Could you copy every line from the material below in which "sync" appears?

▸ **Data in this exercise**:
▼

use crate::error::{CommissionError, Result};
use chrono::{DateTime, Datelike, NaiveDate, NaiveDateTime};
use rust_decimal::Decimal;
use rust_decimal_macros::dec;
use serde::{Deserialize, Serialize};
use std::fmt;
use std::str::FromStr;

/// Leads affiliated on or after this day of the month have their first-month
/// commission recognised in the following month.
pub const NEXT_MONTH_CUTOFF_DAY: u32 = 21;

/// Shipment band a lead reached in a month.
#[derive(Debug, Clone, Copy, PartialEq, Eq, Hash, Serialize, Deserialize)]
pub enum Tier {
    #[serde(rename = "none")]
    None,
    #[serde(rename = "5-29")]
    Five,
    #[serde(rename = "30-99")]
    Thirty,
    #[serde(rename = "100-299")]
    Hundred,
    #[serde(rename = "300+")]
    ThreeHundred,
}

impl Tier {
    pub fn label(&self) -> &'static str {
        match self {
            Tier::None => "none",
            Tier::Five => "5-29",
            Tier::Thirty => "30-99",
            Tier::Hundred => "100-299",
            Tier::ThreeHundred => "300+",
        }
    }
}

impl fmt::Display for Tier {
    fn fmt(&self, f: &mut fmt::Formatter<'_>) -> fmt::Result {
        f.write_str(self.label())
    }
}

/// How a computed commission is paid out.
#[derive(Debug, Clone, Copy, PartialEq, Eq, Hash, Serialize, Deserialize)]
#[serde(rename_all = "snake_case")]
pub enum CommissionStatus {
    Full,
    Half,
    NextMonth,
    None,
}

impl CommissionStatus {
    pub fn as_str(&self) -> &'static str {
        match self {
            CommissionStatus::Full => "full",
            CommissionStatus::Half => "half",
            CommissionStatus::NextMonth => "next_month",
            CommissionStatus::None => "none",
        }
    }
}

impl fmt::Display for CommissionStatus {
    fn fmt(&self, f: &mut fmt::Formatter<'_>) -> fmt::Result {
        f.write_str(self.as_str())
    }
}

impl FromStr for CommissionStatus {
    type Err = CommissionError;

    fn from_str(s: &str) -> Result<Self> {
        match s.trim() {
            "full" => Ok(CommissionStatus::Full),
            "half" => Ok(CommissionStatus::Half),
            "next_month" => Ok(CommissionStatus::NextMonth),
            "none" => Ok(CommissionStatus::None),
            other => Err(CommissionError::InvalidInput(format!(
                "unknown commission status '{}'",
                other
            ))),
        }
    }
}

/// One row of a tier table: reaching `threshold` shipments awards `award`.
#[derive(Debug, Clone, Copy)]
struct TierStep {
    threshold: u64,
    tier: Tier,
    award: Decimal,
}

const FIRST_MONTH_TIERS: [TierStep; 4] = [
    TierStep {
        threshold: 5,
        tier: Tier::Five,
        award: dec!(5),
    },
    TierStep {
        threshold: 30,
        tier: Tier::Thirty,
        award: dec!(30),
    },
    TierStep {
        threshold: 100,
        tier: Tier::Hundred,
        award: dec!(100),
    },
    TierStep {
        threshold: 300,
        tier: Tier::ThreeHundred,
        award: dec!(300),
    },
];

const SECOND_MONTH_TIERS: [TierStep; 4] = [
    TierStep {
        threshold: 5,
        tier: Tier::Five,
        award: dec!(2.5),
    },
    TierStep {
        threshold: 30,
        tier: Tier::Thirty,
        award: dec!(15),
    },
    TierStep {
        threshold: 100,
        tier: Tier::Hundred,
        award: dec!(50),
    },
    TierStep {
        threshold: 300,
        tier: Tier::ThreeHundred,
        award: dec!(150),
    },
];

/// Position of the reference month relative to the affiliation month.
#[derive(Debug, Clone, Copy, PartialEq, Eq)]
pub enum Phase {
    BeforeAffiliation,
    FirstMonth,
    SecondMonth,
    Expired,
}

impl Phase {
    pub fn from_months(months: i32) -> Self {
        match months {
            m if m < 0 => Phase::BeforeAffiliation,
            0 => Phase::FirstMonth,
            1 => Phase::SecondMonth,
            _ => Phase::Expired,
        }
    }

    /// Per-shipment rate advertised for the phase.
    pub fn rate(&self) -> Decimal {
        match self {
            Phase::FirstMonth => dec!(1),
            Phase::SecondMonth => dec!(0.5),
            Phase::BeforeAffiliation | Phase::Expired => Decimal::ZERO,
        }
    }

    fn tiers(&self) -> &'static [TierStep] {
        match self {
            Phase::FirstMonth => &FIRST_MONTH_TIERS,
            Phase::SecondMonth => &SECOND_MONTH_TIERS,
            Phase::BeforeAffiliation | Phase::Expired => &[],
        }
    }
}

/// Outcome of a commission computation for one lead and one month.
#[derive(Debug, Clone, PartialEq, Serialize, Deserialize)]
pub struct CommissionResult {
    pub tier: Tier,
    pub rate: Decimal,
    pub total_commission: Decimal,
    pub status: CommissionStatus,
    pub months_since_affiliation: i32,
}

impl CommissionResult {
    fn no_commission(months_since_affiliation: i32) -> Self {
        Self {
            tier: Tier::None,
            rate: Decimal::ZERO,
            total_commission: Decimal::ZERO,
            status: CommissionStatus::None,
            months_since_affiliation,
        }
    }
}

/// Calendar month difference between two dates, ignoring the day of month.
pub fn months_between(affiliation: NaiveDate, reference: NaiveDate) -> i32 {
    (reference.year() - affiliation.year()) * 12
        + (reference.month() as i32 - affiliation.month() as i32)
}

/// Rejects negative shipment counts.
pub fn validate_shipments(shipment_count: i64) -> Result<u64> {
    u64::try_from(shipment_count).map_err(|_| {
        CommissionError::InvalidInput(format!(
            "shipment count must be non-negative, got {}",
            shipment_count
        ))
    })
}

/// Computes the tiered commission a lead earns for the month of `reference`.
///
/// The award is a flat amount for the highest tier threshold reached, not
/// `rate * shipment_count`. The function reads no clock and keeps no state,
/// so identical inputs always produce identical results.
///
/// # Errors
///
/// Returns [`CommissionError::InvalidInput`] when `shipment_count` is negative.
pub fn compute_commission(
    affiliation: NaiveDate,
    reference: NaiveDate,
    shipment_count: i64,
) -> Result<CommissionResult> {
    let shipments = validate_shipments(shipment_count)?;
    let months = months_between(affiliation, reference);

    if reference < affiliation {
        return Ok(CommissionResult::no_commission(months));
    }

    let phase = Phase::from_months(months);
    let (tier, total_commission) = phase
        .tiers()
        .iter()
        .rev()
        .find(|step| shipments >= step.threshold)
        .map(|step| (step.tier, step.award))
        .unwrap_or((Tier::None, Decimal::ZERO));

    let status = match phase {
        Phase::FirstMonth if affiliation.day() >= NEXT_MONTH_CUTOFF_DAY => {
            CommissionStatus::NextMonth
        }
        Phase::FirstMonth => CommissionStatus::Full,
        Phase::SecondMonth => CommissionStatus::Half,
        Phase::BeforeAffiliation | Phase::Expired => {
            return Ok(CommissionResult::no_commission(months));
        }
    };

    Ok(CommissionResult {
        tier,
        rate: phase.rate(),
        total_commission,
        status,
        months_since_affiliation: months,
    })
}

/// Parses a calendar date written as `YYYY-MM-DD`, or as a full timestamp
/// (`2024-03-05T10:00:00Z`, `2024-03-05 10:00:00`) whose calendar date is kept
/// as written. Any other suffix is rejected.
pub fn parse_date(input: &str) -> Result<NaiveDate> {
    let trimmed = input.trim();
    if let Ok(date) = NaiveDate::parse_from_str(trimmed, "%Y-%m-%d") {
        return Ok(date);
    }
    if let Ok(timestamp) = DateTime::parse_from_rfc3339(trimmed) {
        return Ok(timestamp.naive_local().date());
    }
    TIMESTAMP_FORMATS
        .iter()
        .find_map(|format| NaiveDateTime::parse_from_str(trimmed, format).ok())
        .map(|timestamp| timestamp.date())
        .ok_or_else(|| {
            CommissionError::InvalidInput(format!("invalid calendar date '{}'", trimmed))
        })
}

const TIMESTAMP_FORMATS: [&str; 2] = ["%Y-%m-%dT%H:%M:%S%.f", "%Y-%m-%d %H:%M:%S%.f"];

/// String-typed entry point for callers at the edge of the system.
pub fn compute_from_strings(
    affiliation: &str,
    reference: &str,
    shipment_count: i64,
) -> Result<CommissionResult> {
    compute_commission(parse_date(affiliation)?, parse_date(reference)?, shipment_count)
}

▲
▼

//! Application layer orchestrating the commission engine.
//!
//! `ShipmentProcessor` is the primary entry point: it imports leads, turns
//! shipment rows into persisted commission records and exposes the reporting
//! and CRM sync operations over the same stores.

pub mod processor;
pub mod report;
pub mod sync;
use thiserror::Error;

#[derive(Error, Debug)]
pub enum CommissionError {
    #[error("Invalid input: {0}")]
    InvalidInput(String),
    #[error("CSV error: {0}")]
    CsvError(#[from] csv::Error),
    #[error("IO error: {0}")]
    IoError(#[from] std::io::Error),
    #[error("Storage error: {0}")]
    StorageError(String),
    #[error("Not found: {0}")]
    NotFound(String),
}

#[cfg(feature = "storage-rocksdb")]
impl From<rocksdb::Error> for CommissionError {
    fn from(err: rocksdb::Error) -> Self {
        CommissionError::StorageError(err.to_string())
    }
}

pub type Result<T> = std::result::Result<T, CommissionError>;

▲

▸ **Written response**:
//! and CRM sync operations over the same stores.
pub mod sync;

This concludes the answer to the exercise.